(Collected data entries)
>>>
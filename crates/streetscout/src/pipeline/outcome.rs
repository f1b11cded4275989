use std::path::PathBuf;

use image::RgbImage;
use streetscout_core::Coordinate;

use crate::provider::PanoramaId;

/// One fetched and scored view.
#[derive(Clone, Debug)]
pub struct Candidate {
    pub heading_deg: f64,
    pub image: RgbImage,
    pub score: f32,
}

/// What a single attempt (one sampled coordinate) ended in.
#[derive(Clone, Debug, PartialEq)]
pub enum AttemptOutcome {
    /// Neither the primary nor the fallback radius found a panorama.
    NoPanorama,
    /// A panorama was found but no heading produced an image.
    NoImagery { pano: PanoramaId },
    /// The best view scored below the acceptance threshold.
    BelowThreshold {
        pano: PanoramaId,
        heading_deg: f64,
        score: f32,
    },
    /// The best view cleared the threshold and was persisted.
    Accepted {
        pano: PanoramaId,
        heading_deg: f64,
        score: f32,
        path: PathBuf,
    },
}

/// Trace of one attempt.
#[derive(Clone, Debug, PartialEq)]
pub struct AttemptRecord {
    pub coordinate: Coordinate,
    /// Search radius that resolved the panorama, if any did.
    pub radius_m: Option<u32>,
    /// Heading visit order used for this attempt; empty when nothing resolved.
    pub heading_order: Vec<f64>,
    pub outcome: AttemptOutcome,
}

/// Final state of a region.
#[derive(Clone, Debug, PartialEq)]
pub enum RegionOutcome {
    Accepted {
        coordinate: Coordinate,
        heading_deg: f64,
        score: f32,
        path: PathBuf,
    },
    /// Attempt budget used up without an acceptable view.
    Exhausted,
}

/// Everything that happened while sampling one region.
#[derive(Clone, Debug, PartialEq)]
pub struct RegionReport {
    pub region: String,
    pub city: String,
    pub attempts: Vec<AttemptRecord>,
    pub outcome: RegionOutcome,
}

impl RegionReport {
    pub fn is_accepted(&self) -> bool {
        matches!(self.outcome, RegionOutcome::Accepted { .. })
    }

    /// Best score among attempts that got as far as scoring.
    pub fn best_score(&self) -> Option<f32> {
        self.attempts
            .iter()
            .filter_map(|a| match a.outcome {
                AttemptOutcome::BelowThreshold { score, .. }
                | AttemptOutcome::Accepted { score, .. } => Some(score),
                _ => None,
            })
            .fold(None, |best: Option<f32>, s| Some(best.map_or(s, |b| b.max(s))))
    }
}

/// Per-run roll-up of region reports.
#[derive(Clone, Debug, Default, PartialEq)]
pub struct RunSummary {
    pub regions: Vec<RegionReport>,
}

impl RunSummary {
    pub fn accepted(&self) -> usize {
        self.regions.iter().filter(|r| r.is_accepted()).count()
    }

    pub fn exhausted(&self) -> usize {
        self.regions.len() - self.accepted()
    }

    pub fn written_paths(&self) -> Vec<&PathBuf> {
        self.regions
            .iter()
            .filter_map(|r| match &r.outcome {
                RegionOutcome::Accepted { path, .. } => Some(path),
                RegionOutcome::Exhausted => None,
            })
            .collect()
    }
}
<<<
§ **Description of the task**
Every record above needs to be copied exactly.

§ **Your solution**
filename crates/streetscout/src/pipeline/outcome.rs
repository f1b11cded4275989
use std::path::PathBuf;

use image::RgbImage;
use streetscout_core::Coordinate;

use crate::provider::PanoramaId;

/// One fetched and scored view.
#[derive(Clone, Debug)]
pub struct Candidate {
    pub heading_deg: f64,
    pub image: RgbImage,
    pub score: f32,
}

/// What a single attempt (one sampled coordinate) ended in.
#[derive(Clone, Debug, PartialEq)]
pub enum AttemptOutcome {
    /// Neither the primary nor the fallback radius found a panorama.
    NoPanorama,
    /// A panorama was found but no heading produced an image.
    NoImagery { pano: PanoramaId },
    /// The best view scored below the acceptance threshold.
    BelowThreshold {
        pano: PanoramaId,
        heading_deg: f64,
        score: f32,
    },
    /// The best view cleared the threshold and was persisted.
    Accepted {
        pano: PanoramaId,
        heading_deg: f64,
        score: f32,
        path: PathBuf,
    },
}

/// Trace of one attempt.
#[derive(Clone, Debug, PartialEq)]
pub struct AttemptRecord {
    pub coordinate: Coordinate,
    /// Search radius that resolved the panorama, if any did.
    pub radius_m: Option<u32>,
    /// Heading visit order used for this attempt; empty when nothing resolved.
    pub heading_order: Vec<f64>,
    pub outcome: AttemptOutcome,
}

/// Final state of a region.
#[derive(Clone, Debug, PartialEq)]
pub enum RegionOutcome {
    Accepted {
        coordinate: Coordinate,
        heading_deg: f64,
        score: f32,
        path: PathBuf,
    },
    /// Attempt budget used up without an acceptable view.
    Exhausted,
}

/// Everything that happened while sampling one region.
#[derive(Clone, Debug, PartialEq)]
pub struct RegionReport {
    pub region: String,
    pub city: String,
    pub attempts: Vec<AttemptRecord>,
    pub outcome: RegionOutcome,
}

impl RegionReport {
    pub fn is_accepted(&self) -> bool {
        matches!(self.outcome, RegionOutcome::Accepted { .. })
    }

    /// Best score among attempts that got as far as scoring.
    pub fn best_score(&self) -> Option<f32> {
        self.attempts
            .iter()
            .filter_map(|a| match a.outcome {
                AttemptOutcome::BelowThreshold { score, .. }
                | AttemptOutcome::Accepted { score, .. } => Some(score),
                _ => None,
            })
            .fold(None, |best: Option<f32>, s| Some(best.map_or(s, |b| b.max(s))))
    }
}

/// Per-run roll-up of region reports.
#[derive(Clone, Debug, Default, PartialEq)]
pub struct RunSummary {
    pub regions: Vec<RegionReport>,
}

impl RunSummary {
    pub fn accepted(&self) -> usize {
        self.regions.iter().filter(|r| r.is_accepted()).count()
    }

    pub fn exhausted(&self) -> usize {
        self.regions.len() - self.accepted()
    }

    pub fn written_paths(&self) -> Vec<&PathBuf> {
        self.regions
            .iter()
            .filter_map(|r| match &r.outcome {
                RegionOutcome::Accepted { path, .. } => Some(path),
                RegionOutcome::Exhausted => None,
            })
            .collect()
    }
}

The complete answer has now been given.